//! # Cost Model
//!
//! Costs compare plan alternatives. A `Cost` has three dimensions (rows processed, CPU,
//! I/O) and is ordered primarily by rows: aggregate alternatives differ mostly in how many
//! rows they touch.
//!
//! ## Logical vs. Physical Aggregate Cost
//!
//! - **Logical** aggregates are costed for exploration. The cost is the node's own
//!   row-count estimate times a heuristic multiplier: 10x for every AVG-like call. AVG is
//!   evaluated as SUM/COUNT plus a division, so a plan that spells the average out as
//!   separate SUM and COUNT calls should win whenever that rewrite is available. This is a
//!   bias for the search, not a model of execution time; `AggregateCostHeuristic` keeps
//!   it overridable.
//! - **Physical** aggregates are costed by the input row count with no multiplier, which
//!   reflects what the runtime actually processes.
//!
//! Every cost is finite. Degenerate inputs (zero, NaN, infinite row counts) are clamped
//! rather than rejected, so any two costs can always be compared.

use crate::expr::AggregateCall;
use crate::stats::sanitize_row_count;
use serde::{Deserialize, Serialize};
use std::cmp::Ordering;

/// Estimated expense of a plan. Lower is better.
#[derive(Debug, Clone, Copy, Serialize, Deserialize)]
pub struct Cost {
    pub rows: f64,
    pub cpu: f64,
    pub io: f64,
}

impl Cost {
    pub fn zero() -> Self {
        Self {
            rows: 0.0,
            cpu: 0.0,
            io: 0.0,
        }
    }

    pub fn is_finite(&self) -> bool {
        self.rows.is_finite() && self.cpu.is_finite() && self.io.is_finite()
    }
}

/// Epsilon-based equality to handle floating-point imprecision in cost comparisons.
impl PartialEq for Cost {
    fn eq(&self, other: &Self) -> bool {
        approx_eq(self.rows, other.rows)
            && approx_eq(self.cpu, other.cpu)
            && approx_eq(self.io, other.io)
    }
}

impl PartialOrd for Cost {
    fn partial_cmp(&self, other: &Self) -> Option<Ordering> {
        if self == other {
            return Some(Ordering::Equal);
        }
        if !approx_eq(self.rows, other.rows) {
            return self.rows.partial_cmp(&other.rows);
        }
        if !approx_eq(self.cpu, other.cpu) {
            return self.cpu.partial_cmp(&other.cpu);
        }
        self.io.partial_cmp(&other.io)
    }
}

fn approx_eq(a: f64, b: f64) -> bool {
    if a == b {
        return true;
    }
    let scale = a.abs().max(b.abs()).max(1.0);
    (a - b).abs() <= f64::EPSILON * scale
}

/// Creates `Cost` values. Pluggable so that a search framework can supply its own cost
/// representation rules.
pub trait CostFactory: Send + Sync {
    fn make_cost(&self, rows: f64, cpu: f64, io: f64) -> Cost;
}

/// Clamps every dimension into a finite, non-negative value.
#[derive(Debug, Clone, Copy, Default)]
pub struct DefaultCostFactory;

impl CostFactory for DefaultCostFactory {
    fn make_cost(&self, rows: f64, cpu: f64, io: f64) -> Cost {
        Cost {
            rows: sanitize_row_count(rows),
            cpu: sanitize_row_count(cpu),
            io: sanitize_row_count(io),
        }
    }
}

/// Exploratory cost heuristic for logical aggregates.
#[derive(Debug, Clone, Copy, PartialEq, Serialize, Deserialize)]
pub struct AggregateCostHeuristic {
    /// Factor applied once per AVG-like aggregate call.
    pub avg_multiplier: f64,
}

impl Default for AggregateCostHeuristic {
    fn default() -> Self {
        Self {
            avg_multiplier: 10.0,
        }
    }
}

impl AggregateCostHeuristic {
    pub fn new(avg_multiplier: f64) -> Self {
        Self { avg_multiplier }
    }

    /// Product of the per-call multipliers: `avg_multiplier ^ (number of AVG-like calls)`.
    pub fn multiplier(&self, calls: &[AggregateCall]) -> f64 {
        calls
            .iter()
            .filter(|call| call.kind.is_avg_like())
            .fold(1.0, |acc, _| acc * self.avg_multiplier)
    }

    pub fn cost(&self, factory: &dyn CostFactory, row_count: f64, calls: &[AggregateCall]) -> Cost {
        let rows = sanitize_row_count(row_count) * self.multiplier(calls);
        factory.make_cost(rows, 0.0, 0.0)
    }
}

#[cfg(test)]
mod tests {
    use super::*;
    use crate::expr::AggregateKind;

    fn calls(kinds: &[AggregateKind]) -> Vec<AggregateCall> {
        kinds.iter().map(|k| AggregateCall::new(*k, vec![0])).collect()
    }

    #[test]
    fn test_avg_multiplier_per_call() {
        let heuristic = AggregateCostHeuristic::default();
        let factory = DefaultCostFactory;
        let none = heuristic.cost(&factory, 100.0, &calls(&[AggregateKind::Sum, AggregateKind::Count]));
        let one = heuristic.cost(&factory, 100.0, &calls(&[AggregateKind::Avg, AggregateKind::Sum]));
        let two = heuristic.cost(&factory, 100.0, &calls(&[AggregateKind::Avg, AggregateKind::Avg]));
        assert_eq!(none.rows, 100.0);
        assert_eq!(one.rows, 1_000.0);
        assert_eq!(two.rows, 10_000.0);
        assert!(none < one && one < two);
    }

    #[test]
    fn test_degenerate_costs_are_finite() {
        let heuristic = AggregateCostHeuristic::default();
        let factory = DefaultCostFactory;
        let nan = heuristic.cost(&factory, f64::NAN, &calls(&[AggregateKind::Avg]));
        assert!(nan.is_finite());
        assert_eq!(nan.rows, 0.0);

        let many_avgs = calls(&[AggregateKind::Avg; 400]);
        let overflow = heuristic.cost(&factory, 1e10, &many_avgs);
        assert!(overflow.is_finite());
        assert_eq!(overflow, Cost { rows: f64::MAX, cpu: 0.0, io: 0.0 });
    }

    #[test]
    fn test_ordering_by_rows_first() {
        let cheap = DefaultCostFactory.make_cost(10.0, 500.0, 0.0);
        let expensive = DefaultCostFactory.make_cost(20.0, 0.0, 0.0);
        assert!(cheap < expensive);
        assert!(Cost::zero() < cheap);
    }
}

» YOUR ASSIGNMENT: Using the data above, restate word for word the lines from its opening line through the line that contains "the node's own", and no more.

» EXERCISE RESPONSE:
//! # Cost Model
//!
//! Costs compare plan alternatives. A `Cost` has three dimensions (rows processed, CPU,
//! I/O) and is ordered primarily by rows: aggregate alternatives differ mostly in how many
//! rows they touch.
//!
//! ## Logical vs. Physical Aggregate Cost
//!
//! - **Logical** aggregates are costed for exploration. The cost is the node's own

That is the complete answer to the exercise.